### Problem to solve
All records must be restated word for word.

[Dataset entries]
•••
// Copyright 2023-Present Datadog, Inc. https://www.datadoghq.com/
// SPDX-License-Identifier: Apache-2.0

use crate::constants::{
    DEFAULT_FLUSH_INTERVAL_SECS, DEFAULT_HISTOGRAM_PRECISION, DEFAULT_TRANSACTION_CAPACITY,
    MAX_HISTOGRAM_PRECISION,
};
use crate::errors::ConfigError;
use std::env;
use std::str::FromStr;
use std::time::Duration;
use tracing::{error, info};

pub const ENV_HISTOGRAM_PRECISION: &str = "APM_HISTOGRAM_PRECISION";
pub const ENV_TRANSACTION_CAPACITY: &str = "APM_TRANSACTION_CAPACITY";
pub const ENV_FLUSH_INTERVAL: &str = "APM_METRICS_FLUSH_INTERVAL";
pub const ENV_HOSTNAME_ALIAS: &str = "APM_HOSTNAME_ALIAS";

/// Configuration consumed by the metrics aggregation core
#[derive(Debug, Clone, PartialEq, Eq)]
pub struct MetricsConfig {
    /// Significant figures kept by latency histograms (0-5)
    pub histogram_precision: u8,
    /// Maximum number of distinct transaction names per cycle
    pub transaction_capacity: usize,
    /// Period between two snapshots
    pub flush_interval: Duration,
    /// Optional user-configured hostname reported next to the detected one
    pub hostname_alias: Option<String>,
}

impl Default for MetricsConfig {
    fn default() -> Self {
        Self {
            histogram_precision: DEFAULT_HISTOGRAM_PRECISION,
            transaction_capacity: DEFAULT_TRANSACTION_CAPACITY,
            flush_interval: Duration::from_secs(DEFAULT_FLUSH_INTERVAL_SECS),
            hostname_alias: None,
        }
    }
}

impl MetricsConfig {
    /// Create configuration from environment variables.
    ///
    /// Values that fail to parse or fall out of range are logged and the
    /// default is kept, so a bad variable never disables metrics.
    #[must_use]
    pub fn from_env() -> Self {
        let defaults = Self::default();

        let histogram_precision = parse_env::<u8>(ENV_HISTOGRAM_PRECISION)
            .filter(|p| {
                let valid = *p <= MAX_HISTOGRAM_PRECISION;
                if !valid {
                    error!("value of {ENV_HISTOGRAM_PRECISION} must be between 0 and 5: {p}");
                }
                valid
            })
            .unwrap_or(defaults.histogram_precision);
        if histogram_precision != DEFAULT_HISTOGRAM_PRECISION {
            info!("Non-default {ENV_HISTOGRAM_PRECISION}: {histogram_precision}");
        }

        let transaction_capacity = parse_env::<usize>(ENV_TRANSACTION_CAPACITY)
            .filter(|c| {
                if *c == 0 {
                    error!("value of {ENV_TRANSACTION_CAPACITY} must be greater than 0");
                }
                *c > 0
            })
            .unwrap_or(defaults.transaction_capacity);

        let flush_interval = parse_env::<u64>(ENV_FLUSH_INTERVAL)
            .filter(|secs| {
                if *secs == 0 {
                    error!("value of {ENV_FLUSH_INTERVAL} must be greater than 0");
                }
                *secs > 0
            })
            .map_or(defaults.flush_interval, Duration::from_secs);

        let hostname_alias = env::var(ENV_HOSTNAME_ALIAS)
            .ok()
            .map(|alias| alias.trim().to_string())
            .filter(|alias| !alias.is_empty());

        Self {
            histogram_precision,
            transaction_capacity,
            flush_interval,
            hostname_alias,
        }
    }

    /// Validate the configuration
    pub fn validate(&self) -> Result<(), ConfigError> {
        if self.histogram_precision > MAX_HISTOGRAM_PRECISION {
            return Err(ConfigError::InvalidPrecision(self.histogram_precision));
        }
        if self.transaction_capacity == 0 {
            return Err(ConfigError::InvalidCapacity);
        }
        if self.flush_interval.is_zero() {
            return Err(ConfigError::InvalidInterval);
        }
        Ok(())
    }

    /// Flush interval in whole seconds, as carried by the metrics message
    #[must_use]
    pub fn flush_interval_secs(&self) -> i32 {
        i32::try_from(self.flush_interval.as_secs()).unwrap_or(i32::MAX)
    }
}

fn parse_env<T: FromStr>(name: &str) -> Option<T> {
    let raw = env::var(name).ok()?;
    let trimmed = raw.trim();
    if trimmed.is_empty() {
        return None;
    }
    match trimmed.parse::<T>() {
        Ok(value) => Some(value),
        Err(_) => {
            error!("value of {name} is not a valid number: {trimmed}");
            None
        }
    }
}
•••
### Output for this exercise
// Copyright 2023-Present Datadog, Inc. https://www.datadoghq.com/
// SPDX-License-Identifier: Apache-2.0

use crate::constants::{
    DEFAULT_FLUSH_INTERVAL_SECS, DEFAULT_HISTOGRAM_PRECISION, DEFAULT_TRANSACTION_CAPACITY,
    MAX_HISTOGRAM_PRECISION,
};
use crate::errors::ConfigError;
use std::env;
use std::str::FromStr;
use std::time::Duration;
use tracing::{error, info};

pub const ENV_HISTOGRAM_PRECISION: &str = "APM_HISTOGRAM_PRECISION";
pub const ENV_TRANSACTION_CAPACITY: &str = "APM_TRANSACTION_CAPACITY";
pub const ENV_FLUSH_INTERVAL: &str = "APM_METRICS_FLUSH_INTERVAL";
pub const ENV_HOSTNAME_ALIAS: &str = "APM_HOSTNAME_ALIAS";

/// Configuration consumed by the metrics aggregation core
#[derive(Debug, Clone, PartialEq, Eq)]
pub struct MetricsConfig {
    /// Significant figures kept by latency histograms (0-5)
    pub histogram_precision: u8,
    /// Maximum number of distinct transaction names per cycle
    pub transaction_capacity: usize,
    /// Period between two snapshots
    pub flush_interval: Duration,
    /// Optional user-configured hostname reported next to the detected one
    pub hostname_alias: Option<String>,
}

impl Default for MetricsConfig {
    fn default() -> Self {
        Self {
            histogram_precision: DEFAULT_HISTOGRAM_PRECISION,
            transaction_capacity: DEFAULT_TRANSACTION_CAPACITY,
            flush_interval: Duration::from_secs(DEFAULT_FLUSH_INTERVAL_SECS),
            hostname_alias: None,
        }
    }
}

impl MetricsConfig {
    /// Create configuration from environment variables.
    ///
    /// Values that fail to parse or fall out of range are logged and the
    /// default is kept, so a bad variable never disables metrics.
    #[must_use]
    pub fn from_env() -> Self {
        let defaults = Self::default();

        let histogram_precision = parse_env::<u8>(ENV_HISTOGRAM_PRECISION)
            .filter(|p| {
                let valid = *p <= MAX_HISTOGRAM_PRECISION;
                if !valid {
                    error!("value of {ENV_HISTOGRAM_PRECISION} must be between 0 and 5: {p}");
                }
                valid
            })
            .unwrap_or(defaults.histogram_precision);
        if histogram_precision != DEFAULT_HISTOGRAM_PRECISION {
            info!("Non-default {ENV_HISTOGRAM_PRECISION}: {histogram_precision}");
        }

        let transaction_capacity = parse_env::<usize>(ENV_TRANSACTION_CAPACITY)
            .filter(|c| {
                if *c == 0 {
                    error!("value of {ENV_TRANSACTION_CAPACITY} must be greater than 0");
                }
                *c > 0
            })
            .unwrap_or(defaults.transaction_capacity);

        let flush_interval = parse_env::<u64>(ENV_FLUSH_INTERVAL)
            .filter(|secs| {
                if *secs == 0 {
                    error!("value of {ENV_FLUSH_INTERVAL} must be greater than 0");
                }
                *secs > 0
            })
            .map_or(defaults.flush_interval, Duration::from_secs);

        let hostname_alias = env::var(ENV_HOSTNAME_ALIAS)
            .ok()
            .map(|alias| alias.trim().to_string())
            .filter(|alias| !alias.is_empty());

        Self {
            histogram_precision,
            transaction_capacity,
            flush_interval,
            hostname_alias,
        }
    }

    /// Validate the configuration
    pub fn validate(&self) -> Result<(), ConfigError> {
        if self.histogram_precision > MAX_HISTOGRAM_PRECISION {
            return Err(ConfigError::InvalidPrecision(self.histogram_precision));
        }
        if self.transaction_capacity == 0 {
            return Err(ConfigError::InvalidCapacity);
        }
        if self.flush_interval.is_zero() {
            return Err(ConfigError::InvalidInterval);
        }
        Ok(())
    }

    /// Flush interval in whole seconds, as carried by the metrics message
    #[must_use]
    pub fn flush_interval_secs(&self) -> i32 {
        i32::try_from(self.flush_interval.as_secs()).unwrap_or(i32::MAX)
    }
}

fn parse_env<T: FromStr>(name: &str) -> Option<T> {
    let raw = env::var(name).ok()?;
    let trimmed = raw.trim();
    if trimmed.is_empty() {
        return None;
    }
    match trimmed.parse::<T>() {
        Ok(value) => Some(value),
        Err(_) => {
            error!("value of {name} is not a valid number: {trimmed}");
            None
        }
    }
}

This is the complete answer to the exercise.